Exercise instructions: Transcribe each entry so that nothing differs from the original.

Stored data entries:
-=-=-=-=-

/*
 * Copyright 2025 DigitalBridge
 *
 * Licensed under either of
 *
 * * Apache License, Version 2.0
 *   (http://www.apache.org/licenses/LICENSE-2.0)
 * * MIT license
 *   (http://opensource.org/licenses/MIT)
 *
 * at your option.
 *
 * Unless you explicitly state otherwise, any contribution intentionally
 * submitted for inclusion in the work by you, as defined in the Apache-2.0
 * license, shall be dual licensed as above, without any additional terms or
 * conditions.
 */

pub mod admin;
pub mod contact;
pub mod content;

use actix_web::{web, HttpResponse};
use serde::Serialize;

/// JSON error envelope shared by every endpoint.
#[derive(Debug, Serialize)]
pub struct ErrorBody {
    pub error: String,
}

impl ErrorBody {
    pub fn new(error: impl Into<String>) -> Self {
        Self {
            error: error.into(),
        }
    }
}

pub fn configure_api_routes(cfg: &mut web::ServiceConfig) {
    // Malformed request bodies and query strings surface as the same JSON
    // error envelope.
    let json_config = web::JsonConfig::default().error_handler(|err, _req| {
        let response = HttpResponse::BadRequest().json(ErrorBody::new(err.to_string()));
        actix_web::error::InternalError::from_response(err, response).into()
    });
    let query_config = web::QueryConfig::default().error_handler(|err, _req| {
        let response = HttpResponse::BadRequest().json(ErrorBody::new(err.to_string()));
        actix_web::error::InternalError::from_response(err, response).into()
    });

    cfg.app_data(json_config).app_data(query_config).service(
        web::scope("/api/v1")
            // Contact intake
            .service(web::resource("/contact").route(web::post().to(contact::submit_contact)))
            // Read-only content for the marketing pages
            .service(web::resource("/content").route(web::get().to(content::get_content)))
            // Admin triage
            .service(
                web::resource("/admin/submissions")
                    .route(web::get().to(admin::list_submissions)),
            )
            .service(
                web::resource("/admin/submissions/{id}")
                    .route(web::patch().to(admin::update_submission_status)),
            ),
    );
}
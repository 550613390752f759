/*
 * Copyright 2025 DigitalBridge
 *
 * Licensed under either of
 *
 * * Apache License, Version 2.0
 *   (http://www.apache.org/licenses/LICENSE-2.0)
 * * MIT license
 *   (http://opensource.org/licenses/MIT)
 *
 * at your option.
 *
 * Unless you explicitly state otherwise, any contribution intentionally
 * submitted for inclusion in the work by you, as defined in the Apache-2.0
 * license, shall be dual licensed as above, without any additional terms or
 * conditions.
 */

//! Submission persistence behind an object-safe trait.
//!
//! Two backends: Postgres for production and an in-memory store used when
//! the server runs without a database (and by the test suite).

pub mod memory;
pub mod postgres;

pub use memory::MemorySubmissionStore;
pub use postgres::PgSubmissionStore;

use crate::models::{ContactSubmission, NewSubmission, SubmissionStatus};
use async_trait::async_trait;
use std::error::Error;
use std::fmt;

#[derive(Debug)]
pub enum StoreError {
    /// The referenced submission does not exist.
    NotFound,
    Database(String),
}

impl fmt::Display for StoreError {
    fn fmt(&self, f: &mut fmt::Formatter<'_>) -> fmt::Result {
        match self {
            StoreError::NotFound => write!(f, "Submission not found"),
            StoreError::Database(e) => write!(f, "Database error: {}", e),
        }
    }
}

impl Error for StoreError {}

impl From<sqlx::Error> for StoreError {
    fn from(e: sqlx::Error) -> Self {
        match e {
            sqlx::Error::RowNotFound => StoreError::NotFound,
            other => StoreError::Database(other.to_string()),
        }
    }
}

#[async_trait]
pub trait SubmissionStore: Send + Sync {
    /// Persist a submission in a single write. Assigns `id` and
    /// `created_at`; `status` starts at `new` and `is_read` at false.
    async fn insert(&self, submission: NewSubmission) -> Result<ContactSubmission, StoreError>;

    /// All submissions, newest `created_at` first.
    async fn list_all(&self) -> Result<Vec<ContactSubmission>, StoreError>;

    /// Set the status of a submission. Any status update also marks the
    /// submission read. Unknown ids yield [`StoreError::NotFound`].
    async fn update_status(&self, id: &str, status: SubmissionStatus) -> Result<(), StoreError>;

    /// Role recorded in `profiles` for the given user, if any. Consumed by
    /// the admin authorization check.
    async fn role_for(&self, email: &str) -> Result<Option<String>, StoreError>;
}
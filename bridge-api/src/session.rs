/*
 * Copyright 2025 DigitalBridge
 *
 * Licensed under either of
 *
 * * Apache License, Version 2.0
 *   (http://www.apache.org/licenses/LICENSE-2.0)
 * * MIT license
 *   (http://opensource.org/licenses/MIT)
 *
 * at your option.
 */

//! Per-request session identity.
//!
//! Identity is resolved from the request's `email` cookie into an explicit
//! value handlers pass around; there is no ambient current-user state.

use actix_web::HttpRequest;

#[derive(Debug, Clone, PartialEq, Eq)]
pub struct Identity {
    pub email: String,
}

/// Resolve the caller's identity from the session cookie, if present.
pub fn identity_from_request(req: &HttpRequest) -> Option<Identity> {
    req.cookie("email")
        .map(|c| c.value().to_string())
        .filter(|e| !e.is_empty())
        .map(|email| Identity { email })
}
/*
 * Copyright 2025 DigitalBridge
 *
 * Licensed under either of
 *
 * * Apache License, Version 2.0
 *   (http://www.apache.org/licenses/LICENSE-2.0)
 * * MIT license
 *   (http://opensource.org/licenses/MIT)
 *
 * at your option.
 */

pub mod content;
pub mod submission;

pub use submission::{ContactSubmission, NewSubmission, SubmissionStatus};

-=-=-=-=-

Your response:
/*
 * Copyright 2025 DigitalBridge
 *
 * Licensed under either of
 *
 * * Apache License, Version 2.0
 *   (http://www.apache.org/licenses/LICENSE-2.0)
 * * MIT license
 *   (http://opensource.org/licenses/MIT)
 *
 * at your option.
 *
 * Unless you explicitly state otherwise, any contribution intentionally
 * submitted for inclusion in the work by you, as defined in the Apache-2.0
 * license, shall be dual licensed as above, without any additional terms or
 * conditions.
 */

pub mod admin;
pub mod contact;
pub mod content;

use actix_web::{web, HttpResponse};
use serde::Serialize;

/// JSON error envelope shared by every endpoint.
#[derive(Debug, Serialize)]
pub struct ErrorBody {
    pub error: String,
}

impl ErrorBody {
    pub fn new(error: impl Into<String>) -> Self {
        Self {
            error: error.into(),
        }
    }
}

pub fn configure_api_routes(cfg: &mut web::ServiceConfig) {
    // Malformed request bodies and query strings surface as the same JSON
    // error envelope.
    let json_config = web::JsonConfig::default().error_handler(|err, _req| {
        let response = HttpResponse::BadRequest().json(ErrorBody::new(err.to_string()));
        actix_web::error::InternalError::from_response(err, response).into()
    });
    let query_config = web::QueryConfig::default().error_handler(|err, _req| {
        let response = HttpResponse::BadRequest().json(ErrorBody::new(err.to_string()));
        actix_web::error::InternalError::from_response(err, response).into()
    });

    cfg.app_data(json_config).app_data(query_config).service(
        web::scope("/api/v1")
            // Contact intake
            .service(web::resource("/contact").route(web::post().to(contact::submit_contact)))
            // Read-only content for the marketing pages
            .service(web::resource("/content").route(web::get().to(content::get_content)))
            // Admin triage
            .service(
                web::resource("/admin/submissions")
                    .route(web::get().to(admin::list_submissions)),
            )
            .service(
                web::resource("/admin/submissions/{id}")
                    .route(web::patch().to(admin::update_submission_status)),
            ),
    );
}
repository 550613390752f759
/*
 * Copyright 2025 DigitalBridge
 *
 * Licensed under either of
 *
 * * Apache License, Version 2.0
 *   (http://www.apache.org/licenses/LICENSE-2.0)
 * * MIT license
 *   (http://opensource.org/licenses/MIT)
 *
 * at your option.
 *
 * Unless you explicitly state otherwise, any contribution intentionally
 * submitted for inclusion in the work by you, as defined in the Apache-2.0
 * license, shall be dual licensed as above, without any additional terms or
 * conditions.
 */

//! Submission persistence behind an object-safe trait.
//!
//! Two backends: Postgres for production and an in-memory store used when
//! the server runs without a database (and by the test suite).

pub mod memory;
pub mod postgres;

pub use memory::MemorySubmissionStore;
pub use postgres::PgSubmissionStore;

use crate::models::{ContactSubmission, NewSubmission, SubmissionStatus};
use async_trait::async_trait;
use std::error::Error;
use std::fmt;

#[derive(Debug)]
pub enum StoreError {
    /// The referenced submission does not exist.
    NotFound,
    Database(String),
}

impl fmt::Display for StoreError {
    fn fmt(&self, f: &mut fmt::Formatter<'_>) -> fmt::Result {
        match self {
            StoreError::NotFound => write!(f, "Submission not found"),
            StoreError::Database(e) => write!(f, "Database error: {}", e),
        }
    }
}

impl Error for StoreError {}

impl From<sqlx::Error> for StoreError {
    fn from(e: sqlx::Error) -> Self {
        match e {
            sqlx::Error::RowNotFound => StoreError::NotFound,
            other => StoreError::Database(other.to_string()),
        }
    }
}

#[async_trait]
pub trait SubmissionStore: Send + Sync {
    /// Persist a submission in a single write. Assigns `id` and
    /// `created_at`; `status` starts at `new` and `is_read` at false.
    async fn insert(&self, submission: NewSubmission) -> Result<ContactSubmission, StoreError>;

    /// All submissions, newest `created_at` first.
    async fn list_all(&self) -> Result<Vec<ContactSubmission>, StoreError>;

    /// Set the status of a submission. Any status update also marks the
    /// submission read. Unknown ids yield [`StoreError::NotFound`].
    async fn update_status(&self, id: &str, status: SubmissionStatus) -> Result<(), StoreError>;

    /// Role recorded in `profiles` for the given user, if any. Consumed by
    /// the admin authorization check.
    async fn role_for(&self, email: &str) -> Result<Option<String>, StoreError>;
}
filename bridge-api/src/session.rs
/*
 * Copyright 2025 DigitalBridge
 *
 * Licensed under either of
 *
 * * Apache License, Version 2.0
 *   (http://www.apache.org/licenses/LICENSE-2.0)
 * * MIT license
 *   (http://opensource.org/licenses/MIT)
 *
 * at your option.
 */

//! Per-request session identity.
//!
//! Identity is resolved from the request's `email` cookie into an explicit
//! value handlers pass around; there is no ambient current-user state.

use actix_web::HttpRequest;

#[derive(Debug, Clone, PartialEq, Eq)]
pub struct Identity {
    pub email: String,
}

/// Resolve the caller's identity from the session cookie, if present.
pub fn identity_from_request(req: &HttpRequest) -> Option<Identity> {
    req.cookie("email")
        .map(|c| c.value().to_string())
        .filter(|e| !e.is_empty())
        .map(|email| Identity { email })
}
/*
 * Copyright 2025 DigitalBridge
 *
 * Licensed under either of
 *
 * * Apache License, Version 2.0
 *   (http://www.apache.org/licenses/LICENSE-2.0)
 * * MIT license
 *   (http://opensource.org/licenses/MIT)
 *
 * at your option.
 */

pub mod content;
pub mod submission;

pub use submission::{ContactSubmission, NewSubmission, SubmissionStatus};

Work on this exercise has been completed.